### EXERCISE DATA ###

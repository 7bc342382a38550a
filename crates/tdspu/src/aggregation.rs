//! Aggregation synthesis: from a group and its fixed files to the data
//! handed to the aggregation template.

use std::collections::BTreeMap;

use serde::Serialize;

use crate::error::Error;
use crate::facet::{FacetMap, TimeDescriptor};
use crate::grouping::{AggregationGroup, GroupKey};
use crate::inventory::InventoryRecord;

/// Members sharing the values of the aggregation facets, joined along time.
#[derive(Debug, Clone)]
pub struct SubAggregation<'a> {
    pub facets: FacetMap,
    pub members: Vec<&'a InventoryRecord>,
    pub time: Option<TimeDescriptor>,
}

/// Everything one aggregation document says.
#[derive(Debug, Clone)]
pub struct AggregationDescriptor<'a> {
    pub name: String,
    pub key: GroupKey,
    pub aggregations: Vec<SubAggregation<'a>>,
    pub fxs: Vec<&'a InventoryRecord>,
    pub time: Option<TimeDescriptor>,
    /// Bytes of all members plus all attached fixed files
    pub size: u64,
}

/// A descriptor plus the non-fatal conditions met while building it.
#[derive(Debug)]
pub struct Synthesis<'a> {
    pub descriptor: AggregationDescriptor<'a>,
    pub notices: Vec<Error>,
}

/// Time descriptor of an ordered member list.
///
/// Start and units come from the first member; the increment is the
/// difference between the first samples of the first two members.
fn series_time(members: &[&InventoryRecord]) -> Option<TimeDescriptor> {
    let first = members.first().and_then(|m| m.time.as_ref())?;
    let second = members.get(1).and_then(|m| m.time.as_ref()).map(|t| t.first);
    Some(TimeDescriptor::from_samples(&first.units, first.first, second))
}

/// Build the descriptor for `group` with its matched fixed files.
///
/// `aggregation_facets` splits the members into sub-aggregations; empty
/// means a single one holding every member. A group whose increment cannot
/// be derived still synthesizes, with an `InsufficientSamples` notice, or
/// `NoTimeAxis` when its first member has no time coordinate at all.
#[must_use]
pub fn synthesize<'a>(
    group: &AggregationGroup<'a>,
    fixed: Vec<&'a InventoryRecord>,
    aggregation_facets: &[String],
    separator: &str,
) -> Synthesis<'a> {
    let name = group.name(separator);
    let mut notices = Vec::new();

    let time = series_time(&group.members);
    match &time {
        None => notices.push(Error::NoTimeAxis { group: name.clone() }),
        Some(t) if t.increment.is_none() => notices.push(Error::InsufficientSamples {
            group: name.clone(),
        }),
        Some(_) => {}
    }

    let mut partition: BTreeMap<Vec<String>, Vec<&'a InventoryRecord>> = BTreeMap::new();
    for member in &group.members {
        let values = aggregation_facets
            .iter()
            .map(|f| member.facet(f).unwrap_or_default().to_string())
            .collect();
        partition.entry(values).or_default().push(*member);
    }
    let aggregations = partition
        .into_iter()
        .map(|(values, members)| SubAggregation {
            facets: aggregation_facets.iter().cloned().zip(values).collect(),
            time: series_time(&members),
            members,
        })
        .collect();

    let size = group
        .members
        .iter()
        .chain(fixed.iter())
        .map(|r| r.size)
        .sum();

    Synthesis {
        descriptor: AggregationDescriptor {
            name,
            key: group.key.clone(),
            aggregations,
            fxs: fixed,
            time,
            size,
        },
        notices,
    }
}

/// A file as the templates see it.
#[derive(Debug, Clone, PartialEq, Serialize)]
pub struct FileEntry {
    pub location: String,
    pub size: u64,
    pub modified: String,
    pub ncoords: Option<usize>,
    pub start: Option<f64>,
}

impl From<&InventoryRecord> for FileEntry {
    fn from(record: &InventoryRecord) -> Self {
        Self {
            location: record.path.display().to_string(),
            size: record.size,
            modified: record.modified.to_rfc3339(),
            ncoords: record.time.as_ref().map(|t| t.length),
            start: record.time.as_ref().map(|t| t.first),
        }
    }
}

#[derive(Debug, Clone, PartialEq, Serialize)]
pub struct AggregationEntry {
    pub facets: FacetMap,
    pub files: Vec<FileEntry>,
    pub time_units: Option<String>,
    pub time_start: Option<f64>,
    pub time_increment: Option<f64>,
}

/// The data dictionary rendered into an aggregation document.
#[derive(Debug, Clone, PartialEq, Serialize)]
pub struct AggregationContext {
    pub name: String,
    pub facets: FacetMap,
    pub aggregations: Vec<AggregationEntry>,
    pub fxs: Vec<FileEntry>,
    pub size: u64,
    pub time_units: Option<String>,
    pub time_start: Option<f64>,
    pub time_increment: Option<f64>,
}

fn time_fields(time: Option<&TimeDescriptor>) -> (Option<String>, Option<f64>, Option<f64>) {
    match time {
        Some(t) => (Some(t.units.clone()), Some(t.start), t.increment),
        None => (None, None, None),
    }
}

impl AggregationDescriptor<'_> {
    #[must_use]
    pub fn context(&self) -> AggregationContext {
        let (time_units, time_start, time_increment) = time_fields(self.time.as_ref());
        AggregationContext {
            name: self.name.clone(),
            facets: self.key.to_map(),
            aggregations: self
                .aggregations
                .iter()
                .map(|agg| {
                    let (time_units, time_start, time_increment) = time_fields(agg.time.as_ref());
                    AggregationEntry {
                        facets: agg.facets.clone(),
                        files: agg.members.iter().map(|m| FileEntry::from(*m)).collect(),
                        time_units,
                        time_start,
                        time_increment,
                    }
                })
                .collect(),
            fxs: self.fxs.iter().map(|f| FileEntry::from(*f)).collect(),
            size: self.size,
            time_units,
            time_start,
            time_increment,
        }
    }

    /// Member paths in aggregation order.
    pub fn member_locations(&self) -> impl Iterator<Item = String> + '_ {
        self.aggregations
            .iter()
            .flat_map(|agg| agg.members.iter())
            .map(|m| m.path.display().to_string())
    }
}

###

* WHAT THE EXERCISE ASKS *
When the word "Error" turns up on a line of the material above, copy that line.

* ANSWER TO THE EXERCISE *
use crate::error::Error;
    pub notices: Vec<Error>,
        None => notices.push(Error::NoTimeAxis { group: name.clone() }),
        Some(t) if t.increment.is_none() => notices.push(Error::InsufficientSamples {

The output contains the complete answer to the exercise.